Talcott J A, Whalen A, Clark J, Rieker P P, Finberg R
Dana-Farber Cancer Institute, Boston, MA 02115.
J Clin Oncol. 1994 Jan;12(1):107-14. doi: 10.1200/JCO.1994.12.1.107.
To assess the feasibility of early discharge to home therapy with standard intravenous antibiotics in 30 patients with fever and neutropenia at low risk by a validated clinical decision rule.
Newly admitted outpatients with fever and neutropenia were evaluated for home therapy during 2 days of inpatient observation. To evaluate enrolled patients' acceptance of home care, we assessed patient attitudes and quality of life before and after home therapy. To assess economic effects, we compared the medical charges of patients treated at home with those of medically eligible patients who remained in the hospital.
Of the first 84 patients, 50 (60%) were medically ineligible, and neutropenia was resolved in another eight (10%) during the observation period. Only nine patients of the remaining 26 who were medically eligible (35%) were enrolled in the home-therapy trial. Thereafter, 21 of 31 medically eligible patients (68%) were enrolled. The 30 patients treated at home were neutropenic for a median of 6 days (mean, 8.2). Four had medical complications, and five others were readmitted for observation. Patients' quality of life improved during home therapy, and favorable attitudes toward home care persisted after treatment.
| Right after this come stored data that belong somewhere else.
//! Ethereum address representation and utilities.

use std::fmt;
use std::str::FromStr;

use secp256k1::PublicKey;

use super::keccak256;
use crate::error::Error;

/// Address length in bytes.
pub const ADDRESS_LENGTH: usize = 20;

/// An Ethereum address (20 bytes).
#[derive(Clone, Copy, PartialEq, Eq, Hash, PartialOrd, Ord)]
pub struct Address([u8; ADDRESS_LENGTH]);

impl Address {
    /// Creates an address from raw bytes.
    #[inline]
    pub const fn from_bytes(bytes: [u8; ADDRESS_LENGTH]) -> Self {
        Self(bytes)
    }

    /// Derives an Ethereum address from a secp256k1 public key.
    ///
    /// Process:
    /// 1. Serialize the public key in uncompressed form (65 bytes)
    /// 2. Remove the first byte (0x04 prefix)
    /// 3. Hash the remaining 64 bytes with Keccak-256
    /// 4. Take the last 20 bytes of the hash
    pub fn from_public_key(public_key: &PublicKey) -> Self {
        let public_key_bytes = public_key.serialize_uncompressed();
        let hash = keccak256(&public_key_bytes[1..]);

        let mut address_bytes = [0u8; ADDRESS_LENGTH];
        address_bytes.copy_from_slice(&hash[12..]);
        Self(address_bytes)
    }

    /// Returns the address as raw bytes.
    #[inline]
    pub const fn as_bytes(&self) -> &[u8; ADDRESS_LENGTH] {
        &self.0
    }

    /// Returns the address as a lowercase hex string (without 0x prefix).
    #[inline]
    pub fn to_hex(&self) -> String {
        hex::encode(self.0)
    }

    /// Returns the address with 0x prefix.
    pub fn to_hex_prefixed(&self) -> String {
        format!("0x{}", self.to_hex())
    }

    /// Returns the address with checksum encoding (EIP-55).
    pub fn to_checksum(&self) -> String {
        let hex_addr = self.to_hex();
        let hash = keccak256(hex_addr.as_bytes());

        let mut checksum = String::with_capacity(42);
        checksum.push_str("0x");

        for (i, c) in hex_addr.chars().enumerate() {
            let hash_byte = hash[i / 2];
            let hash_nibble = if i % 2 == 0 {
                hash_byte >> 4
            } else {
                hash_byte & 0x0f
            };

            if hash_nibble >= 8 {
                checksum.push(c.to_ascii_uppercase());
            } else {
                checksum.push(c);
            }
        }

        checksum
    }
}

impl FromStr for Address {
    type Err = Error;

    /// Parses a hex address, with or without `0x`, in any letter case.
    fn from_str(s: &str) -> Result<Self, Self::Err> {
        let trimmed = s.trim();
        let digits = trimmed
            .strip_prefix("0x")
            .or_else(|| trimmed.strip_prefix("0X"))
            .unwrap_or(trimmed);

        if digits.len() != ADDRESS_LENGTH * 2 {
            return Err(Error::InvalidAddress(format!(
                "expected {} hex characters, got {}",
                ADDRESS_LENGTH * 2,
                digits.len()
            )));
        }

        let mut bytes = [0u8; ADDRESS_LENGTH];
        hex::decode_to_slice(digits, &mut bytes)
            .map_err(|e| Error::InvalidAddress(e.to_string()))?;
        Ok(Self(bytes))
    }
}

impl fmt::Debug for Address {
    fn fmt(&self, f: &mut fmt::Formatter<'_>) -> fmt::Result {
        write!(f, "Address({})", self.to_checksum())
    }
}

impl fmt::Display for Address {
    fn fmt(&self, f: &mut fmt::Formatter<'_>) -> fmt::Result {
        write!(f, "{}", self.to_checksum())
    }
}

#[cfg(test)]
mod tests {
    use super::*;

    #[test]
    fn test_checksum_address() {
        // Test vector from EIP-55
        let bytes = hex::decode("5aAeb6053F3E94C9b9A09f33669435E7Ef1BeAed")
            .unwrap()
            .try_into()
            .unwrap();
        let addr = Address::from_bytes(bytes);
        assert_eq!(addr.to_checksum(), "0x5aAeb6053F3E94C9b9A09f33669435E7Ef1BeAed");
    }

    #[test]
    fn test_hex_output() {
        let bytes = [0u8; 20];
        let addr = Address::from_bytes(bytes);
        assert_eq!(addr.to_hex(), "0000000000000000000000000000000000000000");
        assert_eq!(
            addr.to_hex_prefixed(),
            "0x0000000000000000000000000000000000000000"
        );
    }

    #[test]
    fn test_parse_is_case_insensitive() {
        let mixed: Address = "0x5aAeb6053F3E94C9b9A09f33669435E7Ef1BeAed".parse().unwrap();
        let lower: Address = "5aaeb6053f3e94c9b9a09f33669435e7ef1beaed".parse().unwrap();
        assert_eq!(mixed, lower);
    }

    #[test]
    fn test_parse_rejects_bad_input() {
        assert!("0x1234".parse::<Address>().is_err());
        assert!("0xzzaeb6053F3E94C9b9A09f33669435E7Ef1BeAed"
            .parse::<Address>()
            .is_err());
        assert!("".parse::<Address>().is_err());
    }

    #[test]
    fn test_display_roundtrip() {
        let addr: Address = "0xfb6916095ca1df60bb79ce92ce3ea74c37c5d359".parse().unwrap();
        let shown = addr.to_string();
        assert_eq!(shown, "0xfB6916095ca1df60bB79Ce92cE3Ea74c37c5d359");
        assert_eq!(shown.parse::<Address>().unwrap(), addr);
    }
}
Medically eligible patients not enrolled had briefer neutropenia than patients treated at home, but had 44% higher daily medical charges and equivalent overall charges despite treatment half as long.
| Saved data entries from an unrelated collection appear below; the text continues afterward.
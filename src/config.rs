//! Command-line configuration for the keystore tool.

use std::path::PathBuf;

use clap::{Parser, Subcommand};

use crate::crypto::{Address, Signature};
use crate::keystore::{ScryptParams, DEFAULT_KEY_DIR};
use crate::password::PASSWORD_FILE_NAME;

/// Encrypted Ethereum keystore
#[derive(Parser, Debug, Clone)]
#[command(author, version, about, long_about = None)]
pub struct Config {
    /// Directory holding UTC--* key files
    #[arg(short, long, default_value = DEFAULT_KEY_DIR, global = true)]
    pub keystore: PathBuf,

    /// Read the password from this file instead of prompting
    /// (default: <keystore>/password.txt when it exists)
    #[arg(short = 'P', long, global = true)]
    pub password_file: Option<PathBuf>,

    /// Log level: trace, debug, info, warn or error (RUST_LOG takes precedence)
    #[arg(short, long, default_value = "warn", global = true)]
    pub log_level: String,

    #[command(subcommand)]
    pub command: Command,
}

#[derive(Subcommand, Debug, Clone)]
pub enum Command {
    /// Generate a new key and store it encrypted
    New {
        /// Use light scrypt parameters (n = 4096, p = 6)
        #[arg(long, default_value = "false")]
        light: bool,
    },

    /// Unlock the wallet and print its address
    Address {
        /// Key file to open (default: oldest key file in the keystore)
        #[arg(short, long)]
        file: Option<PathBuf>,
    },

    /// Sign a message with the wallet key
    Sign {
        /// Message to sign (UTF-8)
        message: String,

        /// Key file to open (default: oldest key file in the keystore)
        #[arg(short, long)]
        file: Option<PathBuf>,
    },

    /// Recover the signer address of a message
    Verify {
        /// Signed message (UTF-8)
        message: String,

        /// 65-byte hex signature (r || s || v)
        signature: String,

        /// Fail unless the signer is this address
        #[arg(short, long)]
        expect: Option<String>,
    },

    /// Unlock the wallet and run a sign/recover self-check
    Check,

    /// Classify an address against a registry file
    Kind {
        /// Address to classify
        address: String,

        /// Registry JSON file
        #[arg(short, long)]
        registry: PathBuf,
    },
}

impl Config {
    /// Validates the configuration
    pub fn validate(&self) -> Result<(), ConfigError> {
        if !matches!(
            self.log_level.to_lowercase().as_str(),
            "trace" | "debug" | "info" | "warn" | "error"
        ) {
            return Err(ConfigError::InvalidLogLevel(self.log_level.clone()));
        }

        match &self.command {
            Command::Verify {
                signature, expect, ..
            } => {
                signature
                    .parse::<Signature>()
                    .map_err(|e| ConfigError::InvalidSignature(e.to_string()))?;
                if let Some(expect) = expect {
                    expect
                        .parse::<Address>()
                        .map_err(|e| ConfigError::InvalidAddress(e.to_string()))?;
                }
            }
            Command::Kind { registry, .. } => {
                if !registry.is_file() {
                    return Err(ConfigError::MissingFile(registry.clone()));
                }
            }
            Command::New { .. } | Command::Address { .. } | Command::Sign { .. } | Command::Check => {}
        }

        if let Some(ref path) = self.password_file {
            if !path.is_file() {
                return Err(ConfigError::MissingFile(path.clone()));
            }
        }

        Ok(())
    }

    /// Returns the password file to read, if any.
    ///
    /// An explicit `--password-file` wins; otherwise `password.txt` in the
    /// key directory is used when present.
    pub fn resolved_password_file(&self) -> Option<PathBuf> {
        if let Some(ref path) = self.password_file {
            return Some(path.clone());
        }
        let fallback = self.keystore.join(PASSWORD_FILE_NAME);
        fallback.is_file().then_some(fallback)
    }

    /// Returns the scrypt cost for new key files.
    pub fn scrypt_params(&self) -> ScryptParams {
        match self.command {
            Command::New { light: true } => ScryptParams::LIGHT,
            _ => ScryptParams::STANDARD,
        }
    }
}

#[derive(Debug, thiserror::Error)]
pub enum ConfigError {
    #[error("Invalid log level: {0}")]
    InvalidLogLevel(String),

    #[error("Invalid signature: {0}")]
    InvalidSignature(String),

    #[error("Invalid address: {0}")]
    InvalidAddress(String),

    #[error("File not found: {}", .0.display())]
    MissingFile(PathBuf),
}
We conclude that early discharge of low-risk patients to home intravenous antibiotic therapy is feasible, is well received by patients, and may prove to be cost-saving. However, these conclusions must be validated in a large randomized trial.
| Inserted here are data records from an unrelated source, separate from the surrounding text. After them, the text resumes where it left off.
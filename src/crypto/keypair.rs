//! Ethereum keypair generation.

use std::fmt;

use rand::rngs::OsRng;
use rand::RngCore;
use secp256k1::{PublicKey, Secp256k1, SecretKey};
use zeroize::Zeroizing;

use super::{Address, Signature};
use crate::error::{Error, Result};

/// Draws at most this many candidates before giving up on the RNG.
const MAX_GENERATION_ATTEMPTS: usize = 16;

/// Represents an Ethereum keypair (private key, public key and derived address).
#[derive(Clone)]
pub struct Keypair {
    secret_key: SecretKey,
    public_key: PublicKey,
    address: Address,
}

impl Keypair {
    /// Generates a new random keypair.
    ///
    /// Draws 32 bytes from the operating system RNG and rejects values
    /// outside `[1, n-1]`, so the scalar is uniform over the curve order.
    pub fn generate() -> Result<Self> {
        let mut candidate = Zeroizing::new([0u8; 32]);

        for _ in 0..MAX_GENERATION_ATTEMPTS {
            OsRng
                .try_fill_bytes(&mut candidate[..])
                .map_err(|e| Error::Entropy(e.to_string()))?;

            if let Ok(secret_key) = SecretKey::from_slice(&candidate[..]) {
                return Ok(Self::from_secret(secret_key));
            }
        }

        Err(Error::Entropy(
            "random source kept producing out-of-range scalars".into(),
        ))
    }

    /// Builds a keypair from an existing secret key.
    pub fn from_secret_key(secret_bytes: &[u8; 32]) -> Result<Self> {
        let secret_key =
            SecretKey::from_slice(secret_bytes).map_err(|_| Error::InvalidSecretKey)?;
        Ok(Self::from_secret(secret_key))
    }

    /// Builds a keypair from a hex-encoded secret key (0x prefix optional).
    pub fn from_secret_hex(secret_hex: &str) -> Result<Self> {
        let digits = secret_hex.trim().trim_start_matches("0x");
        let mut bytes = Zeroizing::new([0u8; 32]);
        hex::decode_to_slice(digits, &mut bytes[..]).map_err(|_| Error::InvalidSecretKey)?;
        Self::from_secret_key(&bytes)
    }

    fn from_secret(secret_key: SecretKey) -> Self {
        let secp = Secp256k1::new();
        let public_key = PublicKey::from_secret_key(&secp, &secret_key);
        let address = Address::from_public_key(&public_key);

        Self {
            secret_key,
            public_key,
            address,
        }
    }

    /// Signs `message` with this keypair (Keccak-256 digest, RFC 6979 nonce).
    pub fn sign(&self, message: &[u8]) -> Signature {
        super::sign(message, self)
    }

    /// Returns the private key as a hex string (without 0x prefix).
    pub fn private_key_hex(&self) -> Zeroizing<String> {
        Zeroizing::new(hex::encode(self.secret_key.secret_bytes()))
    }

    /// Returns the private key bytes.
    pub fn private_key_bytes(&self) -> Zeroizing<[u8; 32]> {
        Zeroizing::new(self.secret_key.secret_bytes())
    }

    pub(crate) fn secret_key(&self) -> &SecretKey {
        &self.secret_key
    }

    /// Returns the public key.
    pub fn public_key(&self) -> &PublicKey {
        &self.public_key
    }

    /// Returns a reference to the derived address.
    #[inline]
    pub fn address(&self) -> &Address {
        &self.address
    }
}

impl fmt::Debug for Keypair {
    fn fmt(&self, f: &mut fmt::Formatter<'_>) -> fmt::Result {
        f.debug_struct("Keypair")
            .field("secret_key", &"[REDACTED]")
            .field("address", &self.address)
            .finish()
    }
}

impl Drop for Keypair {
    fn drop(&mut self) {
        self.secret_key.non_secure_erase();
    }
}
//! Key-file MAC: `keccak256(derived_key[16..32] || ciphertext)`.
//!
//! The MAC binds the second half of the derived key to the ciphertext, so a
//! wrong password and a modified ciphertext are both caught before anything
//! is decrypted.

use crate::crypto::keccak256;
use crate::error::{Error, Result};

/// MAC length in bytes.
pub const MAC_LENGTH: usize = 32;

/// Computes the MAC over `derived_key[16..32] || ciphertext`.
pub fn compute_mac(derived_key: &[u8], ciphertext: &[u8]) -> Result<[u8; MAC_LENGTH]> {
    let mac_key = derived_key.get(16..32).ok_or_else(|| {
        Error::malformed(format!(
            "derived key must be at least 32 bytes, got {}",
            derived_key.len()
        ))
    })?;

    let mut preimage = Vec::with_capacity(mac_key.len() + ciphertext.len());
    preimage.extend_from_slice(mac_key);
    preimage.extend_from_slice(ciphertext);
    Ok(keccak256(&preimage))
}

/// Verifies `expected` against the recomputed MAC.
///
/// Returns `Error::Authentication` on mismatch.
pub fn verify_mac(derived_key: &[u8], ciphertext: &[u8], expected: &[u8]) -> Result<()> {
    let computed = compute_mac(derived_key, ciphertext)?;
    if constant_time_eq(&computed, expected) {
        Ok(())
    } else {
        Err(Error::Authentication)
    }
}

fn constant_time_eq(a: &[u8], b: &[u8]) -> bool {
    if a.len() != b.len() {
        return false;
    }

    let mut result = 0u8;
    for (x, y) in a.iter().zip(b.iter()) {
        result |= x ^ y;
    }
    result == 0
}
通过一项经验证的临床决策规则,评估30例低风险发热伴中性粒细胞减少患者早期出院接受标准静脉抗生素家庭治疗的可行性。
对新入院的发热伴中性粒细胞减少门诊患者在住院观察2天期间进行家庭治疗评估。为评估入组患者对家庭护理的接受程度,我们在家庭治疗前后评估了患者的态度和生活质量。为评估经济影响,我们比较了在家治疗患者与符合医疗条件但仍住院患者的医疗费用。
在前84例患者中,50例(60%)不符合医疗条件,另有8例(10%)在观察期内中性粒细胞减少症得到缓解。在其余26例符合医疗条件的患者中,只有9例(35%)入组家庭治疗试验。此后,31例符合医疗条件的患者中有21例(68%)入组。在家治疗的30例患者中性粒细胞减少的中位时间为6天(平均8.2天)。4例出现医疗并发症,另有5例再次入院观察。患者在家庭治疗期间生活质量有所改善,治疗后对家庭护理仍持积极态度。未入组的符合医疗条件患者中性粒细胞减少时间比在家治疗的患者短,但每日医疗费用高44%,尽管治疗时间只有在家治疗患者的一半,但总费用相当。
我们得出结论,低风险患者早期出院接受家庭静脉抗生素治疗是可行的,患者接受度高,且可能节省成本。然而,这些结论必须在大型随机试验中得到验证。